A petition filed recently in the Delhi High Court seeking the removal of mobile phone towers from the vicinity of schools, colleges and residential localities has highlighted the lack of adequate regulatory mechanisms to deal with hazardous radiation. The writ petition, filed by Sriniwas Sharma, a resident of Pitampura, points out that the towers emit harmful radiation. Sharma’s family was allegedly affected by radiation emitted from one such tower; his elder son died of cancer in 2012. The High Court issued notices to the Union of India and the Delhi government on March 8 on the matter.
Vikas Nagwan, the advocate representing Sharma, highlighted the lack of a coherent policy to check emissions from radiation towers. He said: “We filed RTI [Right to Information] applications before different government departments asking about the policy on installation of mobile towers in residential localities. The Telecom Regulatory Authority of India, in reply to the RTI application, informed us that TRAI has not issued any guidelines regarding the erection of mobile towers in residential areas. We have not received replies yet from other government departments.”

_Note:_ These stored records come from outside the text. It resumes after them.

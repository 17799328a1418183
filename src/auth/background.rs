// Proactive token refresh
// Refreshes ahead of expiry so requests rarely hit an expired token

use chrono::Duration;
use tokio::task::JoinHandle;

use super::manager::CredentialRefreshCoordinator;
use super::types::TokenKind;

/// Timing for the background refresher
#[derive(Debug, Clone, Copy, PartialEq, Eq)]
pub struct AutoRefreshConfig {
    /// How often the access token expiry is checked
    pub check_interval: std::time::Duration,
    /// Refresh once the access token expires within this window
    pub threshold: std::time::Duration,
}

impl Default for AutoRefreshConfig {
    fn default() -> Self {
        Self {
            check_interval: std::time::Duration::from_secs(60),
            threshold: std::time::Duration::from_secs(300),
        }
    }
}

/// What a single check decided to do
#[derive(Debug, Clone, Copy, PartialEq, Eq)]
pub enum RefreshCheck {
    /// No session to keep alive
    Idle,
    /// Access token is outside the threshold window
    Fresh,
    /// Access token already expired; left to the next caller
    Expired,
    Refreshed,
    Failed,
}

/// Run one expiry check, refreshing if the access token is about to expire
pub async fn check_and_refresh(
    coordinator: &CredentialRefreshCoordinator,
    threshold: std::time::Duration,
) -> RefreshCheck {
    if !coordinator.is_authenticated() {
        return RefreshCheck::Idle;
    }

    let window = Duration::from_std(threshold).unwrap_or_else(|_| Duration::days(3650));
    if !coordinator.needs_refresh_within(window) {
        return RefreshCheck::Fresh;
    }
    if coordinator.is_expired(TokenKind::Access) {
        return RefreshCheck::Expired;
    }

    tracing::debug!("Access token expiring soon, refreshing ahead of time");
    match coordinator.refresh().await {
        Ok(_) => RefreshCheck::Refreshed,
        Err(e) => {
            tracing::error!("Background token refresh failed: {}", e);
            RefreshCheck::Failed
        }
    }
}

/// Spawn the background refresher; abort the handle to stop it
pub fn spawn_auto_refresh(
    coordinator: CredentialRefreshCoordinator,
    config: AutoRefreshConfig,
) -> JoinHandle<()> {
    tracing::info!(
        check_interval_secs = config.check_interval.as_secs(),
        threshold_secs = config.threshold.as_secs(),
        "Starting background token refresh"
    );

    tokio::spawn(async move {
        let mut ticker = tokio::time::interval(config.check_interval);
        ticker.set_missed_tick_behavior(tokio::time::MissedTickBehavior::Delay);
        loop {
            ticker.tick().await;
            check_and_refresh(&coordinator, config.threshold).await;
        }
    })
}

#[cfg(test)]
mod tests {
    use super::*;
    use crate::auth::expiry::encode_test_jwt;
    use crate::auth::{CredentialPair, RefreshTransport};
    use crate::error::TransportError;
    use crate::http_client::{RequestSpec, RequestTransport, TransportResponse};
    use async_trait::async_trait;
    use chrono::Utc;
    use std::sync::atomic::{AtomicUsize, Ordering};
    use std::sync::Arc;

    struct CountingRefresher {
        calls: AtomicUsize,
    }

    #[async_trait]
    impl RefreshTransport for CountingRefresher {
        async fn refresh(&self, _refresh_token: &str) -> Result<CredentialPair, TransportError> {
            let n = self.calls.fetch_add(1, Ordering::SeqCst);
            Ok(CredentialPair::new(
                encode_test_jwt(&format!("a{}", n), (Utc::now() + Duration::hours(1)).timestamp()),
                encode_test_jwt("r", (Utc::now() + Duration::days(7)).timestamp()),
            ))
        }

        async fn login(&self, _: &str, _: &str) -> Result<CredentialPair, TransportError> {
            Err(TransportError::Network("unused".to_string()))
        }

        async fn logout(&self, _: &str) -> Result<(), TransportError> {
            Ok(())
        }
    }

    struct NoRequests;

    #[async_trait]
    impl RequestTransport for NoRequests {
        async fn send(
            &self,
            _spec: &RequestSpec,
            _access_token: &str,
            _refresh_token: Option<&str>,
        ) -> Result<TransportResponse, TransportError> {
            Err(TransportError::Network("unused".to_string()))
        }
    }

    fn setup() -> (Arc<CountingRefresher>, CredentialRefreshCoordinator) {
        let refresher = Arc::new(CountingRefresher {
            calls: AtomicUsize::new(0),
        });
        let coord =
            CredentialRefreshCoordinator::builder(refresher.clone(), Arc::new(NoRequests)).build();
        (refresher, coord)
    }

    fn token_expiring_in(sub: &str, d: Duration) -> String {
        encode_test_jwt(sub, (Utc::now() + d).timestamp())
    }

    #[tokio::test]
    async fn test_check_without_session() {
        let (refresher, coord) = setup();
        assert_eq!(
            check_and_refresh(&coord, std::time::Duration::from_secs(300)).await,
            RefreshCheck::Idle
        );
        assert_eq!(refresher.calls.load(Ordering::SeqCst), 0);
    }

    #[tokio::test]
    async fn test_check_leaves_fresh_token_alone() {
        let (refresher, coord) = setup();
        coord.set_credentials(CredentialPair::new(
            token_expiring_in("a", Duration::hours(1)),
            token_expiring_in("r", Duration::days(1)),
        ));
        assert_eq!(
            check_and_refresh(&coord, std::time::Duration::from_secs(300)).await,
            RefreshCheck::Fresh
        );
        assert_eq!(refresher.calls.load(Ordering::SeqCst), 0);
    }

    #[tokio::test]
    async fn test_check_refreshes_inside_window() {
        let (refresher, coord) = setup();
        let expiring = token_expiring_in("a", Duration::minutes(2));
        coord.set_credentials(CredentialPair::new(
            expiring.clone(),
            token_expiring_in("r", Duration::days(1)),
        ));

        assert_eq!(
            check_and_refresh(&coord, std::time::Duration::from_secs(300)).await,
            RefreshCheck::Refreshed
        );
        assert_eq!(refresher.calls.load(Ordering::SeqCst), 1);
        assert_ne!(coord.credentials().access_token, Some(expiring));
    }

    #[tokio::test]
    async fn test_check_skips_expired_token() {
        let (refresher, coord) = setup();
        coord.set_credentials(CredentialPair::new(
            token_expiring_in("a", Duration::minutes(-1)),
            token_expiring_in("r", Duration::days(1)),
        ));
        assert_eq!(
            check_and_refresh(&coord, std::time::Duration::from_secs(300)).await,
            RefreshCheck::Expired
        );
        assert_eq!(refresher.calls.load(Ordering::SeqCst), 0);
    }

    #[tokio::test]
    async fn test_check_with_unbounded_threshold() {
        let (refresher, coord) = setup();
        coord.set_credentials(CredentialPair::new(
            token_expiring_in("a", Duration::hours(1)),
            token_expiring_in("r", Duration::days(1)),
        ));

        // Window reaches past the end of the calendar
        assert_eq!(
            check_and_refresh(&coord, std::time::Duration::from_secs(9_000_000_000_000_000)).await,
            RefreshCheck::Refreshed
        );
        assert_eq!(
            check_and_refresh(&coord, std::time::Duration::from_secs(u64::MAX)).await,
            RefreshCheck::Refreshed
        );
        assert_eq!(refresher.calls.load(Ordering::SeqCst), 2);
    }

    #[tokio::test(start_paused = true)]
    async fn test_spawned_task_refreshes_on_tick() {
        let (refresher, coord) = setup();
        coord.set_credentials(CredentialPair::new(
            token_expiring_in("a", Duration::minutes(2)),
            token_expiring_in("r", Duration::days(1)),
        ));

        let handle = spawn_auto_refresh(coord.clone(), AutoRefreshConfig::default());
        // First tick fires immediately
        tokio::time::sleep(std::time::Duration::from_millis(10)).await;
        assert_eq!(refresher.calls.load(Ordering::SeqCst), 1);

        // The new token is an hour out, later ticks leave it alone
        tokio::time::sleep(std::time::Duration::from_secs(180)).await;
        assert_eq!(refresher.calls.load(Ordering::SeqCst), 1);

        handle.abort();
    }

    #[test]
    fn test_check_reports_failure_and_clears() {
        struct Rejecting;

        #[async_trait]
        impl RefreshTransport for Rejecting {
            async fn refresh(&self, _: &str) -> Result<CredentialPair, TransportError> {
                Err(TransportError::Status {
                    status: 401,
                    message: "revoked".to_string(),
                })
            }

            async fn login(&self, _: &str, _: &str) -> Result<CredentialPair, TransportError> {
                Err(TransportError::Network("unused".to_string()))
            }

            async fn logout(&self, _: &str) -> Result<(), TransportError> {
                Ok(())
            }
        }

        let coord =
            CredentialRefreshCoordinator::builder(Arc::new(Rejecting), Arc::new(NoRequests)).build();
        coord.set_credentials(CredentialPair::new(
            token_expiring_in("a", Duration::minutes(1)),
            token_expiring_in("r", Duration::days(1)),
        ));

        let outcome = tokio_test::block_on(check_and_refresh(
            &coord,
            std::time::Duration::from_secs(300),
        ));
        assert_eq!(outcome, RefreshCheck::Failed);
        assert!(!coord.is_authenticated());
    }

    #[test]
    fn test_default_config() {
        let config = AutoRefreshConfig::default();
        assert_eq!(config.check_interval.as_secs(), 60);
        assert_eq!(config.threshold.as_secs(), 300);
    }
}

A number of studies illustrate the harmful effects of mobile phone tower radiation. A study titled “Report on Cell Phone Tower Radiation Hazards” by Sujoy K. Guha and Sudarshan Neogi of IIT Kharagpur states: “The base stations are connected to directional antennas that are mounted on the roofs of buildings [RTT, or Roof Top Tower, and RTP, or Roof Top Pole] or on ground based towers (GBT). The antennas may have electrical or mechanical down-tilt so that the signals are directed towards ground level. Large numbers of these towers are mounted near schools, hospitals, residential and office buildings to provide good mobile phone coverage to the users. These cell towers transmit radiation 24×7, so people living within 100s of metres from the tower will receive 10,000 to 10,000,000 times stronger signal than required for mobile.”
The Rajasthan High Court, while deciding a PIL petition in August 2012, had cited an inter-ministerial report that details a number of studies on the adverse effects of mobile radiation on health. Also, in several significant judgments the Supreme Court has extended the constitutional right to life to include the right to a healthy environment, including in “M.C. Mehta vs Kamal Nath” in 1997. However, the government is yet to formulate concrete measures to address this serious public health concern.